Former Secretary of State Hillary Clinton will announce her new proposals this week to change the payment options of higher education, following the lead put forth by Senator Bernie Sanders earlier in the electoral race.
Her plans include including tuition-free enrollment at in-state public universities for students of families making up to $85,000 per year. Over the four years after her plan is put into action, the benchmark will raise from $85,000 to $125,000 per year, affecting almost 80 percent of American families. An aide to the campaign added that the new education plan is the result of conversations with Senator Sanders. Clinton had previously criticized the plan, but now follows the initiative set forth by her Democratic Primary rival.

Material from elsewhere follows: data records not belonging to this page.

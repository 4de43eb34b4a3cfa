use std::collections::{BTreeMap, BTreeSet};
use std::fs;
use std::path::Path;
use std::sync::Arc;

use plurality_core::{
    CategorySet, LanguageDefinition, PluralCategory, PluralRule, fallback_chain,
    normalize_identifier,
};
use serde::Deserialize;
use tracing::info;

use crate::error::{RuntimeError, RuntimeResult};
use crate::registry::LanguageRegistry;

/// Registry setup read from `plurality.toml` (or a `.json` file).
///
/// ```toml
/// builtin = true
///
/// [[language]]
/// id = "pt-AO"
/// name = "Angolan Portuguese"
/// rule = "italian"
///
/// [aliases]
/// "nb-NO" = "nb"
/// ```
#[derive(Debug, Clone, Deserialize)]
pub struct RegistryConfig {
    #[serde(default = "default_builtin")]
    pub builtin: bool,
    #[serde(default)]
    pub language: Vec<LanguageEntry>,
    #[serde(default)]
    pub aliases: BTreeMap<String, String>,
}

#[derive(Debug, Clone, Deserialize)]
pub struct LanguageEntry {
    pub id: String,
    #[serde(default)]
    pub name: Option<String>,
    pub rule: String,
    /// Defaults to the categories of `rule`.
    #[serde(default)]
    pub categories: Option<Vec<String>>,
}

fn default_builtin() -> bool {
    true
}

impl Default for RegistryConfig {
    fn default() -> Self {
        Self {
            builtin: default_builtin(),
            language: Vec::new(),
            aliases: BTreeMap::new(),
        }
    }
}

impl LanguageEntry {
    pub fn to_definition(&self) -> RuntimeResult<LanguageDefinition> {
        let rule: PluralRule = self
            .rule
            .parse()
            .map_err(|_| RuntimeError::UnknownRule(self.rule.clone()))?;
        let categories = match &self.categories {
            Some(names) => names
                .iter()
                .map(|name| name.parse::<PluralCategory>())
                .collect::<Result<CategorySet, _>>()?,
            None => rule.categories(),
        };
        let definition = LanguageDefinition::new(self.id.as_str(), categories, rule)?;
        Ok(match &self.name {
            Some(name) => definition.with_name(name.as_str()),
            None => definition,
        })
    }
}

impl RegistryConfig {
    pub fn build_registry(&self) -> RuntimeResult<LanguageRegistry> {
        let registry = if self.builtin {
            LanguageRegistry::with_builtin()
        } else {
            LanguageRegistry::new()
        };
        self.apply(&registry)?;
        Ok(registry)
    }

    /// Registers the configured languages in file order, then the aliases.
    ///
    /// Everything is resolved against a staged copy of `registry` first; on
    /// error the registry is left untouched. An alias may target another
    /// alias regardless of key order.
    pub fn apply(&self, registry: &LanguageRegistry) -> RuntimeResult<()> {
        let mut staged: BTreeMap<String, Arc<LanguageDefinition>> = registry
            .languages()
            .into_iter()
            .map(|language| (language.id().to_string(), language))
            .collect();
        let mut additions = Vec::with_capacity(self.language.len() + self.aliases.len());
        for entry in &self.language {
            let definition = entry.to_definition()?;
            staged.insert(definition.id().to_string(), Arc::new(definition.clone()));
            additions.push(definition);
        }

        let mut unresolved: BTreeSet<&str> = self.aliases.keys().map(String::as_str).collect();
        while !unresolved.is_empty() {
            let mut progressed = false;
            for (alias, target) in &self.aliases {
                if !unresolved.contains(alias.as_str()) {
                    continue;
                }
                let Some(language) = resolve_alias_target(alias, target, &staged, &unresolved)
                else {
                    continue;
                };
                let definition = language.renamed(alias.as_str())?;
                staged.insert(alias.clone(), Arc::new(definition.clone()));
                additions.push(definition);
                unresolved.remove(alias.as_str());
                progressed = true;
            }
            if !progressed {
                let target = self
                    .aliases
                    .iter()
                    .find(|(alias, _)| unresolved.contains(alias.as_str()))
                    .map_or_else(String::new, |(_, target)| target.clone());
                return Err(RuntimeError::NotFound(target));
            }
        }

        registry.register_all(additions);
        info!(
            languages = self.language.len(),
            aliases = self.aliases.len(),
            "applied registry config"
        );
        Ok(())
    }
}

// `None` while the target (or a more specific prefix of it) is an alias that
// is not staged yet, or when nothing staged matches.
fn resolve_alias_target(
    alias: &str,
    target: &str,
    staged: &BTreeMap<String, Arc<LanguageDefinition>>,
    unresolved: &BTreeSet<&str>,
) -> Option<Arc<LanguageDefinition>> {
    let normalized = normalize_identifier(target);
    for candidate in fallback_chain(&normalized) {
        if candidate != alias && unresolved.contains(candidate) {
            return None;
        }
        if let Some(language) = staged.get(candidate) {
            return Some(Arc::clone(language));
        }
    }
    None
}

pub fn load_config(path: &Path) -> RuntimeResult<RegistryConfig> {
    let contents = fs::read_to_string(path)?;
    let is_json = path
        .extension()
        .is_some_and(|extension| extension.eq_ignore_ascii_case("json"));
    if is_json {
        Ok(serde_json::from_str(&contents)?)
    } else {
        Ok(toml::from_str(&contents)?)
    }
}

pub fn load_config_or_default(path: &Path) -> RuntimeResult<RegistryConfig> {
    if path.exists() {
        load_config(path)
    } else {
        Ok(RegistryConfig::default())
    }
}
#![forbid(unsafe_code)]

mod cli;
mod command_classify;
mod command_languages;
mod command_operands;
mod command_resolve;

use std::process::ExitCode;

use tracing_subscriber::EnvFilter;

use crate::cli::CliAppError;

fn main() -> ExitCode {
    let filter =
        EnvFilter::try_from_env("PLURALITY_LOG").unwrap_or_else(|_| EnvFilter::new("warn"));
    tracing_subscriber::fmt()
        .with_env_filter(filter)
        .with_writer(std::io::stderr)
        .init();

    match cli::run() {
        Ok(output) => {
            println!("{output}");
            ExitCode::SUCCESS
        }
        Err(CliAppError::Usage(usage)) => {
            eprintln!("{usage}");
            ExitCode::from(2)
        }
        Err(err) => {
            eprintln!("error: {err}");
            ExitCode::FAILURE
        }
    }
}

It seems like such an obvious solution for students and their families who are struggling with the enormous costs associated with getting just a bachelor’s degree.
See Also: Student Debt and the 2016 Presidential Election
The burden of Clinton’s new education plan will primarily fall on the taxpayer, however. As has been seen before, the government subsidies of tuition through student loans has led to a proportionate rise in the cost of the tuition itself.
That’s because when schools think that they will receive roughly the same enrollment because some students are getting government subsidies, they have no incentive to lower the cost of the total education. Through the model Clinton has put forward, with even fewer students paying tuition either directly or through loans, colleges might subsequently increase their in state-tuitions, which will leave both the average taxpayer of that state, as well as families above the $125,000 income level to carry this heavier burden.
While each state would have the option of participating in the program, Clinton is focusing on shifting the primary burden of financial responsibility onto the federal government.  This, then, could lead to citizens paying taxes for a plan they have no involvement or stake in.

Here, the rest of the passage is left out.